◆ Work to complete
Transcribe every entry precisely, omitting nothing.

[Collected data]
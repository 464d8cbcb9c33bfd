/*
lib.rs

Copyright 2025 Hervé Quatremain

This file is part of Vanishing Cube.

Vanishing Cube is free software: you can redistribute it and/or modify it under
the terms of the GNU General Public License as published by the Free Software
Foundation, either version 3 of the License, or (at your option) any later
version.

Vanishing Cube is distributed in the hope that it will be useful, but WITHOUT
ANY WARRANTY; without even the implied warranty of MERCHANTABILITY or FITNESS
FOR A PARTICULAR PURPOSE. See the GNU General Public License for more details.

You should have received a copy of the GNU General Public License along with
Vanishing Cube. If not, see <https://www.gnu.org/licenses/>.

SPDX-License-Identifier: GPL-3.0-or-later
*/

//! Vanishing Cube: a word-finding puzzle played on a cube of letters.
//!
//! The letters fill an N×N×N lattice. The player chains adjacent cells (in all three dimensions)
//! to spell words. Every letter can be part of three words only; after that it vanishes from
//! play, so the cube changes as the game goes on.
//!
//! The crate is organized as follows:
//!
//! * [`lattice`] defines the cell indexes and which cells are adjacent.
//! * [`cube`] stores the letters and their usage counters.
//! * [`dictionary`] answers whether a string is a word, or the start of a word.
//! * [`generator`] builds random puzzles with some words already embedded.
//! * [`selection`] processes the player's taps and commits the words.
//! * [`scoring`] computes word scores.
//! * [`session`] ties a puzzle, a dictionary, and a selection together for a game.

pub mod cube;
pub mod dictionary;
pub mod generator;
pub mod lattice;
pub mod scoring;
pub mod selection;
pub mod session;

pub use cube::{Cube, CubeError, Letter, MAX_USAGE};
pub use dictionary::{Dictionary, WordOracle};
pub use generator::difficulty::Difficulty;
pub use generator::puzzle::{Puzzle, PuzzleGenerator};
pub use lattice::{Lattice, LatticeError};
pub use selection::{SelectionEngine, SelectionState, TapOutcome};
pub use session::{GameSession, SessionSummary};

◆ Your solution
repository 464d8cbcb9c33bfd
/*
lib.rs

Copyright 2025 Hervé Quatremain

This file is part of Vanishing Cube.

Vanishing Cube is free software: you can redistribute it and/or modify it under
the terms of the GNU General Public License as published by the Free Software
Foundation, either version 3 of the License, or (at your option) any later
version.

Vanishing Cube is distributed in the hope that it will be useful, but WITHOUT
ANY WARRANTY; without even the implied warranty of MERCHANTABILITY or FITNESS
FOR A PARTICULAR PURPOSE. See the GNU General Public License for more details.

You should have received a copy of the GNU General Public License along with
Vanishing Cube. If not, see <https://www.gnu.org/licenses/>.

SPDX-License-Identifier: GPL-3.0-or-later
*/

//! Vanishing Cube: a word-finding puzzle played on a cube of letters.
//!
//! The letters fill an N×N×N lattice. The player chains adjacent cells (in all three dimensions)
//! to spell words. Every letter can be part of three words only; after that it vanishes from
//! play, so the cube changes as the game goes on.
//!
//! The crate is organized as follows:
//!
//! * [`lattice`] defines the cell indexes and which cells are adjacent.
//! * [`cube`] stores the letters and their usage counters.
//! * [`dictionary`] answers whether a string is a word, or the start of a word.
//! * [`generator`] builds random puzzles with some words already embedded.
//! * [`selection`] processes the player's taps and commits the words.
//! * [`scoring`] computes word scores.
//! * [`session`] ties a puzzle, a dictionary, and a selection together for a game.

pub mod cube;
pub mod dictionary;
pub mod generator;
pub mod lattice;
pub mod scoring;
pub mod selection;
pub mod session;

pub use cube::{Cube, CubeError, Letter, MAX_USAGE};
pub use dictionary::{Dictionary, WordOracle};
pub use generator::difficulty::Difficulty;
pub use generator::puzzle::{Puzzle, PuzzleGenerator};
pub use lattice::{Lattice, LatticeError};
pub use selection::{SelectionEngine, SelectionState, TapOutcome};
pub use session::{GameSession, SessionSummary};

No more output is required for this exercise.